The company serves densely populated cities by setting up a network of fulfilment centres. These are “dark” stores (customers can’t walk in) that stock a limited range of the most popular grocery items. Getir employs its own riders, pickers and drivers, and pays them a living wage.
Ten minutes, though? It probably takes longer to deliver stuff from one room to another in some of our homes! The extreme time window is deliberate—it catches the attention. Many customers probably try it out to see if it can be done—and then stay when it is. The trick, do note, is multifaceted: app-only ordering, which only works if a store is near you; well-paid employees, not gig workers; and a limited range of fast-moving products. No frills—but ten minutes.
Let’s fly back to our own shores now. Copia is a mobile commerce enterprise also aiming to do a very specific job in the lives of its customers—the need to serve forgotten rural shoppers. Copia is sending a range of stuff—from household and personal care items to farming and construction supplies—to rural destinations.
Ordering might originate via mobile phone when a Nairobian buys goods to send to rural homes or relatives; or it might come from the village, from the final customer. Delivery originates in a vast fulfilment centre in Nairobi and is done by aggregating orders to send to a particular region. Copia cleverly avoids the last-mile problem—it does not deliver to the end-customer’s home, but to a network of agents. These agents are already in the villages, and trusted—tailors, hairdressers, general traders. They provide the final collection point.

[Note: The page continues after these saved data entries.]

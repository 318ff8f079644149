//! # Checkout Session
//!
//! One open sale at the checkout screen. Owns the ledger, the single gateway
//! flow slot and the poller task of that sale; nothing here is global.
//!
//! ## Usage
//! ```rust,ignore
//! let session = CheckoutSession::open(
//!     backend,
//!     Arc::new(NoOpEmitter),
//!     config,
//!     SaleRef::Id("1042".into()),
//! )
//! .await?;
//!
//! session.add_payment(PaymentMethod::Cash, Money::from_cents(40_000)).await?;
//! session.start_qr_flow(Money::from_cents(60_000)).await?;
//! match session.wait_for_flow().await? {
//!     FlowResolution::Approved { .. } => {
//!         session.submit().await?;
//!     }
//!     FlowResolution::Closed => { /* pick another method */ }
//! }
//! ```
//!
//! ## Hosted Checkout
//! `checkout_link()` returns the provider's payment page for an amount;
//! `watch_settlement()` then follows the sale until it is paid or the payment
//! is rejected. The same watch applies after a release without payment.
//!
//! ## Teardown
//! `close()` (or dropping the session) stops the poller and the settlement
//! watcher and bumps the generation counter; HTTP results still in flight
//! are discarded when they land.

use std::sync::{Arc, Mutex};
use tracing::{info, warn};

use vitrina_core::validation::parse_payment_amount;
use vitrina_core::{
    AddOutcome, CheckoutLink, Contribution, GatewayFlow, LedgerTotals, Money, PaymentLedger,
    PaymentMethod, Sale, Supervisor, TerminalDevice,
};

use crate::auth::{Authorization, AuthorizationGate, GatedAction};
use crate::backend::PaymentBackend;
use crate::config::CheckoutConfig;
use crate::error::{CheckoutError, CheckoutResult};
use crate::events::CheckoutEventEmitter;
use crate::gateway::GatewayFlowInitiator;
use crate::poller::{
    PollOutcome, PollerHandle, ReconciliationPoller, SettlementOutcome, SettlementWatcher,
};
use crate::resolver::{SaleRef, SaleResolver};
use crate::state::{FlowSlot, SessionCore};
use crate::submitter::{ManualSettlementSubmitter, SubmitOutcome};

/// Observation written when goods leave without payment.
const RELEASE_OBSERVATION_PREFIX: &str = "AUTORIZADO RETIRO SIN PAGO POR:";

/// Successful end of a gateway flow, as seen by [`CheckoutSession::wait_for_flow`].
#[derive(Debug, Clone, Copy, PartialEq, Eq)]
pub enum FlowResolution {
    Approved { amount: Money },
    /// Closed by the user; the gateway may still charge.
    Closed,
}

pub struct CheckoutSession {
    core: Arc<SessionCore>,
    resolver: SaleResolver,
    submitter: ManualSettlementSubmitter,
    initiator: GatewayFlowInitiator,
    gate: AuthorizationGate,
    poller: Mutex<Option<PollerHandle>>,
    watcher: Mutex<Option<PollerHandle>>,
}

impl CheckoutSession {
    /// Resolves the sale and loads its authoritative payments.
    pub async fn open(
        backend: Arc<dyn PaymentBackend>,
        emitter: Arc<dyn CheckoutEventEmitter>,
        config: CheckoutConfig,
        sale_ref: SaleRef,
    ) -> CheckoutResult<Self> {
        let resolver = SaleResolver::new(Arc::clone(&backend));
        let sale = resolver.resolve_ref(&sale_ref).await?;

        let core = Arc::new(SessionCore::new(
            sale.id.clone(),
            PaymentLedger::new(sale.total),
            Arc::clone(&backend),
            emitter,
            config,
        ));
        core.refresh().await?;

        info!(sale_id = %sale.id, total = %sale.total, "Checkout session opened");
        Ok(CheckoutSession {
            submitter: ManualSettlementSubmitter::new(Arc::clone(&core)),
            initiator: GatewayFlowInitiator::new(Arc::clone(&core)),
            gate: AuthorizationGate::new(backend),
            resolver,
            core,
            poller: Mutex::new(None),
            watcher: Mutex::new(None),
        })
    }

    // =========================================================================
    // Queries
    // =========================================================================

    pub fn sale_id(&self) -> &str {
        &self.core.sale_id
    }

    pub async fn sale(&self) -> Option<Sale> {
        self.resolver.cached().await
    }

    pub async fn totals(&self) -> LedgerTotals {
        self.core.state.read().await.ledger.totals()
    }

    pub async fn entries(&self) -> Vec<Contribution> {
        self.core.state.read().await.ledger.entries().to_vec()
    }

    /// The active gateway flow, if any.
    pub async fn flow(&self) -> Option<GatewayFlow> {
        self.core.state.read().await.flow.active_flow().cloned()
    }

    pub fn is_closed(&self) -> bool {
        self.core.is_closed()
    }

    // =========================================================================
    // Ledger
    // =========================================================================

    /// Adds a payment.
    ///
    /// Gateway payments are not recorded; the outcome tells the caller to
    /// start a QR or terminal flow for the amount. The amount of a flow
    /// still in flight is not available to new payments.
    pub async fn add_payment(&self, method: PaymentMethod, amount: Money) -> CheckoutResult<AddOutcome> {
        self.core.ensure_open()?;
        let mut state = self.core.state.write().await;
        let held = state.flow.held();
        let outcome = state.ledger.add_with_hold(method, amount, held)?;
        if let AddOutcome::Recorded { .. } = &outcome {
            info!(sale_id = %self.core.sale_id, %method, amount = %amount, "Payment added");
            self.core.emitter.emit_totals(&state.ledger.totals());
        }
        Ok(outcome)
    }

    /// Adds a payment from the raw amount input.
    pub async fn add_payment_input(&self, method: PaymentMethod, input: &str) -> CheckoutResult<AddOutcome> {
        let amount =
            parse_payment_amount(input).map_err(|e| CheckoutError::InvalidAmount(e.to_string()))?;
        self.add_payment(method, amount).await
    }

    /// Removes an unsubmitted LOCAL payment, returning it.
    pub async fn remove_payment(&self, index: usize) -> CheckoutResult<Contribution> {
        self.core.ensure_open()?;
        if self.submitter.is_in_flight() {
            return Err(CheckoutError::SubmitInFlight);
        }
        let mut state = self.core.state.write().await;
        let removed = state.ledger.remove(index)?;
        info!(sale_id = %self.core.sale_id, index, amount = %removed.amount, "Payment removed");
        self.core.emitter.emit_totals(&state.ledger.totals());
        Ok(removed)
    }

    /// Submits the uncommitted manual payments; the cached sale is
    /// re-fetched once the batch is recorded.
    pub async fn submit(&self) -> CheckoutResult<SubmitOutcome> {
        let outcome = self.submitter.submit().await?;
        if let SubmitOutcome::Submitted { .. } = outcome {
            self.refresh_sale().await;
        }
        Ok(outcome)
    }

    async fn refresh_sale(&self) {
        if let Err(e) = self.resolver.refresh().await {
            warn!(sale_id = %self.core.sale_id, error = %e, "Sale refresh failed");
        }
    }

    /// Merges the authoritative payment list now.
    pub async fn refresh(&self) -> CheckoutResult<LedgerTotals> {
        self.core.refresh().await?;
        Ok(self.totals().await)
    }

    // =========================================================================
    // Gateway Flows
    // =========================================================================

    pub async fn devices(&self) -> CheckoutResult<Vec<TerminalDevice>> {
        self.initiator.devices().await
    }

    /// Starts a QR flow and begins polling for its outcome.
    pub async fn start_qr_flow(&self, amount: Money) -> CheckoutResult<GatewayFlow> {
        let (flow, epoch) = self.initiator.start_qr(amount).await?;
        self.spawn_poller(epoch);
        Ok(flow)
    }

    /// Pushes a charge to a terminal and begins polling for its outcome.
    pub async fn start_terminal_flow(&self, amount: Money, device_id: &str) -> CheckoutResult<GatewayFlow> {
        let (flow, epoch) = self.initiator.start_terminal(amount, device_id).await?;
        self.spawn_poller(epoch);
        Ok(flow)
    }

    /// Creates a hosted checkout link for the amount.
    ///
    /// Fails with `GatewayInitiationFailed` when the provider returns no
    /// page to send the customer to.
    pub async fn checkout_link(&self, amount: Money) -> CheckoutResult<CheckoutLink> {
        self.initiator.checkout_link(amount).await
    }

    fn spawn_poller(&self, epoch: u64) {
        let (poller, handle) = ReconciliationPoller::new(
            Arc::clone(&self.core),
            epoch,
            self.core.config.poll_interval(),
            self.core.config.poll_ceiling(),
        );
        poller.spawn();

        let mut slot = self.poller.lock().unwrap_or_else(|e| e.into_inner());
        if let Some(previous) = slot.replace(handle) {
            previous.cancel();
        }
    }

    fn cancel_poller(&self) {
        let handle = self.poller.lock().unwrap_or_else(|e| e.into_inner()).take();
        if let Some(handle) = handle {
            handle.cancel();
        }
    }

    // =========================================================================
    // Settlement Watch
    // =========================================================================

    /// Follows the sale's payment status until it is paid, the payment is
    /// rejected, the poll ceiling passes or the watch is stopped.
    ///
    /// A second call replaces (and stops) the running watch.
    pub async fn watch_settlement(&self) -> CheckoutResult<SettlementOutcome> {
        self.core.ensure_open()?;
        let (watcher, handle) = SettlementWatcher::new(
            Arc::clone(&self.core),
            self.core.config.poll_interval(),
            self.core.config.poll_ceiling(),
        );
        let previous = self
            .watcher
            .lock()
            .unwrap_or_else(|e| e.into_inner())
            .replace(handle);
        if let Some(previous) = previous {
            previous.cancel();
        }

        let outcome = watcher.run().await;
        if outcome == SettlementOutcome::Paid {
            self.refresh_sale().await;
            if let Err(e) = self.core.refresh().await {
                warn!(sale_id = %self.core.sale_id, error = %e, "Refresh after settlement failed");
            }
        }
        Ok(outcome)
    }

    /// Stops a running settlement watch; it ends with `Cancelled`.
    pub fn stop_settlement_watch(&self) {
        let handle = self.watcher.lock().unwrap_or_else(|e| e.into_inner()).take();
        if let Some(handle) = handle {
            handle.cancel();
        }
    }

    /// Stops waiting for the active flow.
    ///
    /// The payment is not cancelled at the gateway and may still be charged;
    /// the `FlowClosed` notice says so.
    pub async fn close_flow(&self) -> CheckoutResult<()> {
        let flow = self
            .core
            .end_active_flow(PollOutcome::Cancelled)
            .await
            .ok_or(CheckoutError::NoActiveFlow)?;
        self.cancel_poller();
        warn!(sale_id = %self.core.sale_id, amount = %flow.amount, "Gateway flow closed by user");
        Ok(())
    }

    /// Waits until the current (or just finished) flow ends.
    pub async fn wait_for_flow(&self) -> CheckoutResult<FlowResolution> {
        let mut rx = self.core.subscribe();

        let epoch = {
            let state = self.core.state.read().await;
            match &state.flow {
                FlowSlot::Active { epoch, .. } => *epoch,
                FlowSlot::Initiating { .. } => return Err(CheckoutError::NoActiveFlow),
                FlowSlot::Empty => {
                    let last = *rx.borrow_and_update();
                    return match last {
                        Some(end) if end.epoch == self.core.last_epoch() => {
                            self.resolution(end.outcome)
                        }
                        _ => Err(CheckoutError::NoActiveFlow),
                    };
                }
            }
        };

        loop {
            let end = *rx.borrow_and_update();
            if let Some(end) = end.filter(|e| e.epoch == epoch) {
                return self.resolution(end.outcome);
            }
            if rx.changed().await.is_err() {
                return Err(CheckoutError::SessionClosed);
            }
        }
    }

    fn resolution(&self, outcome: PollOutcome) -> CheckoutResult<FlowResolution> {
        match outcome {
            PollOutcome::Approved { amount } => Ok(FlowResolution::Approved { amount }),
            PollOutcome::Cancelled => Ok(FlowResolution::Closed),
            PollOutcome::Rejected { amount } => Err(CheckoutError::GatewayRejected { amount }),
            PollOutcome::TimedOut => Err(CheckoutError::PollingTimeout {
                after_secs: self.core.config.gateway.poll_ceiling_secs,
            }),
            PollOutcome::Superseded => Err(CheckoutError::SessionClosed),
        }
    }

    // =========================================================================
    // Supervisor Actions
    // =========================================================================

    pub async fn supervisors(&self) -> CheckoutResult<Vec<Supervisor>> {
        self.gate.supervisors().await
    }

    /// Runs the supervisor PIN challenge for an action.
    pub async fn authorize(
        &self,
        action: GatedAction,
        supervisor_id: &str,
        pin: &str,
    ) -> CheckoutResult<Authorization> {
        self.gate.challenge(action, supervisor_id, pin).await
    }

    /// Confirms the discount field may be enabled.
    pub fn authorize_discount(&self, authorization: &Authorization) -> CheckoutResult<()> {
        authorization.require(GatedAction::ApplyDiscount)?;
        info!(
            sale_id = %self.core.sale_id,
            supervisor = %authorization.supervisor_name,
            "Discount enabled"
        );
        Ok(())
    }

    /// Records that goods left without payment, with the supervisor's name.
    pub async fn release_without_payment(&self, authorization: &Authorization) -> CheckoutResult<()> {
        self.core.ensure_open()?;
        authorization.require(GatedAction::ReleaseWithoutPayment)?;

        let observation = format!(
            "{} {}",
            RELEASE_OBSERVATION_PREFIX, authorization.supervisor_name
        );
        self.core
            .backend
            .annotate_sale(&self.core.sale_id, &observation)
            .await?;
        warn!(
            sale_id = %self.core.sale_id,
            supervisor = %authorization.supervisor_name,
            remaining = %self.totals().await.remaining,
            "Goods released without payment"
        );
        Ok(())
    }

    // =========================================================================
    // Teardown
    // =========================================================================

    /// Cancels the sale at the sales service and closes the session.
    pub async fn cancel_sale(&self) -> CheckoutResult<()> {
        self.core.ensure_open()?;
        if self.flow().await.is_some() {
            return Err(CheckoutError::FlowAlreadyActive);
        }
        self.resolver.cancel(&self.core.sale_id).await?;
        self.close().await;
        Ok(())
    }

    /// Closes the session. An active flow ends with a `FlowClosed` notice.
    pub async fn close(&self) {
        if self.core.is_closed() {
            return;
        }
        self.cancel_poller();
        self.stop_settlement_watch();
        self.core.end_active_flow(PollOutcome::Cancelled).await;
        if self.core.mark_closed() {
            info!(sale_id = %self.core.sale_id, "Checkout session closed");
        }
    }
}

These agents receive a commission per sale, which is possible because so many traditional middlemen—distributors, wholesalers and retailers—have been cut out. It works. There are now 30,000 such third-party agents. They don’t have to invest any new working capital; they just have to make space in their existing premises to receive deliveries, and recruit customers.
Getir targets busy-busy urban customers in the West; Copia, under-served rural ones in Africa. They use tech to deliver analogue. Both are heralding a dramatic shift in strategy and logistics, occasioned by mobile technology. Did you spot the common elements in how these new-age businesses work?
First, they spot inconveniences in their customers’ lives, and start there. They do not operate to suit themselves and then talk about fake “customer-centricity”—they live and exemplify it. Their customers become their biggest cheerleaders, not their annoyed and frustrated victims.
Next, they remove frictions. Middlemen, logistical logjams, fragmented supply—all gone. Getting your stuff in ten minutes is a big deal in Chicago; but so is getting it in two days in Siaya. A combination of heavy tech investment and logistical savvy smoothes the way. Highly engaged employees work with sharp algorithms to deliver the speed.
Third, while much media attention is focused on the global tech giants who try to compete across a bewildering array of products and customers, these smaller, newer players are more focused in their strategies. They pick their segments carefully, and then over-deliver there. They don’t (yet) try to expand in all directions helter-skelter; they work their niche and then take a proven, winning proposition to neighbouring markets.
And last, they build ecosystems. They are not lone wolves playing win-lose with their environments; they are forming alliances with manufacturers, agents and franchisees, and trying to create value across these networks.
Place the customer in the middle; use your offering to solve vexations and aggravations; choose your battlefields; spread the value. These are not new ideas in strategy. What’s new is the deployment of technology and sharp thinking to deliver solutions that actually work, and last. Will these new players have sustained success? It’s too early to say if they are the real deal, but there’s a burgeoning posse of them who are shaking up old norms.
Who should be worried? The dinosaurs, stuck in old-world patterns of business and repeating their outmoded mantras. Digital acceleration; unusual employee engagement; customer primacy. These are the new normals. If we ignore them, we will be sitting atop our unwanted offerings until the lights go out.